Estimados amigos, muy buenas noches. Es difícil pensar un discurso de cierre de estudios sin recurrir a las congratulaciones por los tenaces esfuerzos; sin agradecer a nuestros familiares por el tiempo y la atención brindados; sin valorar el talento adquirido como vía hacia un futuro prometedor. Son argumentos válidos, en nuestro país y en cualquiera.
La realidad salvadoreña nos reta a visualizar que el enaltecido esfuerzo por un título de educación superior es privilegio; y que el talento adquirido se vuelve deuda social. Y aunque tampoco es nuevo este discurso, por su vigencia, vale la pena enfatizarlo.
En la década de los setenta, Roque Dalton abogaba por ello desde su poema El Salvador será, que les comparto por su brevedad:
El Salvador será un lindo
y (sin exagerar) serio país
cuando la clase obrera y el campesinado
lo fertilicen lo peinen lo talqueen,
le curen la goma histórica
lo adecenten lo reconstituyan,
y lo echen a andar.
El problema es que hoy El Salvador
tiene como mil puyas y cien mil desniveles
quinimil callos y algunas postemillas
cánceres cáscaras caspas shuquedades
llagas fracturas tembladeras tufos.
Habrá que darle un poco de machete
lija torno aguarrás penicilina
baños de asiento besos pólvora.
Las cien mil puyas, desniveles, callos y llagas son parte del hoy. Mas obsérvese que Roque invita al campesino y al obrero a construir la utopía. Parece no confiar en el compromiso de los intelectuales de su época ¿Se equivocaba Roque al ignorarles? Y en la actualidad, ¿podemos los profesionales ser aliados del jornalero, de la vendedora informal, del joven barriero, del campesino, de la trabajadora de maquila? ¿Queremos hacerlo? ¿Con genuina alegría?
El escritor Antonio Emilio Leite relata la historia de un campesino de Mozambique que se levanta de madrugada ante el estruendo de un vehículo que, sin obstáculos aparentes, ha dado vuelta frente a su casa. Sale y observa un camión que aún gira sus llantas al aire, como las patas de un animal mitológico.
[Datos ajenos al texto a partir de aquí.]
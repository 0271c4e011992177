//! Path-based property access: `get_property_value`, `set_property_value`,
//! `has_id` and the parameter binding helper used by the DAO.

use anyhow::Result;
use proc_macro2::TokenStream;
use quote::quote;

use super::{EmitContext, read_access, write_access};
use crate::model::Property;

pub(crate) fn emit_accessors(cx: &EmitContext) -> Result<TokenStream> {
    let entity_ty = &cx.entity_ty;
    let mut get_arms = Vec::new();
    let mut set_arms = Vec::new();

    for property in cx.properties() {
        if !property.is_column() && !property.is_aggregate() {
            continue;
        }
        let path = &property.path;
        let get = get_expr(cx, property)?;
        let set = set_block(cx, property)?;
        get_arms.push(quote!(#path => #get,));
        set_arms.push(quote!(#path => #set));
    }

    Ok(quote! {
        /// Reads a property by path.
        ///
        /// # Panics
        ///
        /// Panics if `property` names no mapped property.
        pub fn get_property_value(entity: &#entity_ty, property: &str) -> Value {
            match property {
                #(#get_arms)*
                other => panic!("Property {} unknown.", other),
            }
        }

        /// Writes a property by path.
        ///
        /// # Panics
        ///
        /// Panics if `property` names no mapped property.
        pub fn set_property_value(entity: &mut #entity_ty, property: &str, value: Value) -> DaoResult<()> {
            match property {
                #(#set_arms)*
                other => panic!("Property {} unknown.", other),
            }
            Ok(())
        }

        /// Whether any identifier property holds a value.
        pub fn has_id(entity: &#entity_ty) -> bool {
            ID_PROPERTIES
                .iter()
                .any(|property| !get_property_value(entity, property).is_null())
        }

        /// Binds `properties` at consecutive positions starting after `offset`.
        pub fn bind_properties(
            entity: &#entity_ty,
            properties: &[&str],
            binder: &mut dyn ParameterBinder,
            offset: usize,
        ) -> DaoResult<()> {
            for (index, property) in properties.iter().enumerate() {
                binder.bind(offset + index + 1, get_property_value(entity, property))?;
            }
            Ok(())
        }
    })
}

fn get_expr(cx: &EmitContext, property: &Property) -> Result<TokenStream> {
    let read = read_access(cx.getter(property)?, quote!(entity));

    if property.is_aggregate() {
        let aggregate_ty = cx.aggregate_ty(property)?;
        let mut components = Vec::new();
        for nested in cx.entity.nested_of(&property.path) {
            let name = nested.name();
            let nested_read = read_access(cx.getter(nested)?, quote!(aggregate));
            components.push(quote!((#name.to_string(), ToValue::to_value(&#nested_read))));
        }
        return Ok(quote! {
            match Reference::<#aggregate_ty>::referenced(&#read) {
                Some(aggregate) => Value::Composite(vec![#(#components),*]),
                None => Value::Null,
            }
        });
    }

    if property.nested {
        let parent = cx.parent_of(property)?;
        let aggregate_ty = cx.aggregate_ty(parent)?;
        let parent_read = read_access(cx.getter(parent)?, quote!(entity));
        let nested_read = read_access(cx.getter(property)?, quote!(aggregate));
        return Ok(quote! {
            Reference::<#aggregate_ty>::referenced(&#parent_read)
                .map(|aggregate| ToValue::to_value(&#nested_read))
                .unwrap_or(Value::Null)
        });
    }

    if let Some(reference) = &property.reference {
        let target_ty = cx.target_ty(reference)?;
        let target_module = cx.target_module(reference)?;
        let id_path = &reference.id_path;
        return Ok(quote! {
            Reference::<#target_ty>::referenced(&#read)
                .map(|target| #target_module::get_property_value(target, #id_path))
                .unwrap_or(Value::Null)
        });
    }

    Ok(quote!(ToValue::to_value(&#read)))
}

fn set_block(cx: &EmitContext, property: &Property) -> Result<TokenStream> {
    let setter = cx.setter(property)?;

    if property.is_aggregate() {
        let aggregate_ty = cx.aggregate_ty(property)?;
        let mut fill = Vec::new();
        for nested in cx.entity.nested_of(&property.path) {
            let name = nested.name();
            fill.push(write_access(
                cx.setter(nested)?,
                quote!(aggregate),
                quote!(FromValue::from_value(value.component(#name).cloned().unwrap_or_default())?),
            ));
        }
        let clear = write_access(setter, quote!(entity), quote!(None));
        let store = write_access(setter, quote!(entity), quote!(Some(aggregate)));
        return Ok(quote! {
            {
                if value.is_null() {
                    #clear
                } else if matches!(value, Value::Composite(_)) {
                    let mut aggregate = <#aggregate_ty>::default();
                    #(#fill)*
                    #store
                } else {
                    return Err(DaoError::type_mismatch("composite", &value));
                }
            }
        });
    }

    if property.nested {
        let parent = cx.parent_of(property)?;
        let aggregate_ty = cx.aggregate_ty(parent)?;
        let parent_read = read_access(cx.getter(parent)?, quote!(entity));
        let assign = write_access(setter, quote!(aggregate), quote!(FromValue::from_value(value)?));
        let store = write_access(cx.setter(parent)?, quote!(entity), quote!(Some(aggregate)));
        return Ok(quote! {
            {
                let mut aggregate: #aggregate_ty = Reference::<#aggregate_ty>::referenced(&#parent_read)
                    .cloned()
                    .unwrap_or_default();
                #assign
                #store
            }
        });
    }

    if let Some(reference) = &property.reference {
        let target_ty = cx.target_ty(reference)?;
        let target_module = cx.target_module(reference)?;
        let id_path = &reference.id_path;
        let clear = write_access(setter, quote!(entity), quote!(None));
        let store = write_access(setter, quote!(entity), quote!(Some(target)));
        return Ok(quote! {
            {
                if value.is_null() {
                    #clear
                } else {
                    let mut target = <#target_ty>::default();
                    #target_module::set_property_value(&mut target, #id_path, value)?;
                    #store
                }
            }
        });
    }

    let assign = write_access(setter, quote!(entity), quote!(FromValue::from_value(value)?));
    Ok(quote!({ #assign }))
}
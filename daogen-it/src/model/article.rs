use daogen::{Decimal, Entity};

use super::{OrderItem, Supplier};

/// Accessed through its accessor methods; the fields stay private.
#[derive(Entity, Debug, Default, Clone, PartialEq)]
#[daogen(table = "article")]
pub struct Article {
    #[daogen(id, generated(strategy = "identity"), column(name = "idArticle"))]
    id: Option<i32>,
    #[daogen(column(length = 20, nullable = false, unique))]
    code: Option<String>,
    #[daogen(column)]
    description: Option<String>,
    #[daogen(column(precision = 10, scale = 2))]
    price: Option<Decimal>,
    #[daogen(column)]
    active: bool,
    #[daogen(many_to_one, join_column(name = "supplierId", referenced_column = "idSuppliers"))]
    supplier: Option<Supplier>,
    #[daogen(one_to_many)]
    order_items: Vec<OrderItem>,
}

impl Article {
    pub fn get_id(&self) -> Option<i32> {
        self.id
    }

    pub fn set_id(&mut self, id: Option<i32>) {
        self.id = id;
    }

    pub fn get_code(&self) -> Option<&str> {
        self.code.as_deref()
    }

    pub fn set_code(&mut self, code: Option<String>) {
        self.code = code;
    }

    pub fn get_description(&self) -> Option<&str> {
        self.description.as_deref()
    }

    pub fn set_description(&mut self, description: Option<String>) {
        self.description = description;
    }

    pub fn get_price(&self) -> Option<Decimal> {
        self.price
    }

    pub fn set_price(&mut self, price: Option<Decimal>) {
        self.price = price;
    }

    pub fn is_active(&self) -> bool {
        self.active
    }

    pub fn set_active(&mut self, active: bool) {
        self.active = active;
    }

    pub fn get_supplier(&self) -> Option<&Supplier> {
        self.supplier.as_ref()
    }

    pub fn set_supplier(&mut self, supplier: Option<Supplier>) {
        self.supplier = supplier;
    }

    pub fn order_items(&self) -> &[OrderItem] {
        &self.order_items
    }
}
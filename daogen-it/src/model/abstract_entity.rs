use daogen::MappedSuperclass;

/// Identifier and audit columns shared by entities that extend it.
#[derive(MappedSuperclass, Debug, Default, Clone, PartialEq)]
pub struct AbstractEntity {
    #[daogen(id, generated(strategy = "identity"))]
    pub id: Option<i64>,
    #[daogen(column(name = "createdBy", length = 64))]
    pub created_by: Option<String>,
}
La gente de la aldea rodea rápidamente el camión. El campesino se acerca para saber la suerte del conductor. Del auto sale un personaje indignado y hostil que arremete contra la población: cómo se atreven a tener una calle que ha dado vuelta. Ante la proliferación de insultos, la población calla, sumisa. Un niño del lugar se asoma entre las piernas adultas y ofrece vigilar el camión. No gana la atención de ninguno.
Cuando el airado conductor hace pausa, el campesino procede a alentar a la población para enderezar el camión. Sin abandonar su hostilidad, el conductor corrige: “No es el camión lo que hay que enderezar, es la calle la que deben poner como es debido”.
La población da vuelta al gigante de hierro. Puesto sobre tierra, el conductor sube y se marcha echando humo. La población lo mira partir, y cuchichea su indignación. El niño vuelve a acercarse y les dice: “Señores, ¿puedo vigilar la calle?”.
A veces, los profesionales nos conducimos como el conductor en su camión: con las llantas al aire, pretendiendo que la realidad se adecúe a nuestras interpretaciones, mirando con desdén o lástima a quienes sobreviven con lo mínimo. Más de alguno de ellos nos creerá poseedores de la verdad, a tal grado de rogarnos le dejemos vigilar la calle, para que no se gire.
Al final de este trayecto de posgrado es conveniente preguntarnos el para qué de nuestros afanes, para qué un título más. No debería ser para decorar la pared ni para sentir el ego enternecido. Y ciertamente no debería ser para acercarnos al pueblo e inundarlo de desprecio, de conocimientos inútiles e impostados, para luego marcharnos dejando, como el conductor del camión, una estela contaminante detrás de nosotros.
Solo 4 de cada 10 estudiantes de bachillerato acceden a educación universitaria. Muchos menos terminan sus estudios superiores. Los profesionales con título de posgrado somos un 0.64% de la población con estudios medios y superiores.
Felicitaciones, entonces, a quienes, desde este privilegio, pongan manos, mente y corazón para curar fracturas, sacar brillo, dar machete, construir desde nuestro tiempo y espacio ese El Salvador lindo y, sin exagerar, serio que anhelaba Roque. Gracias.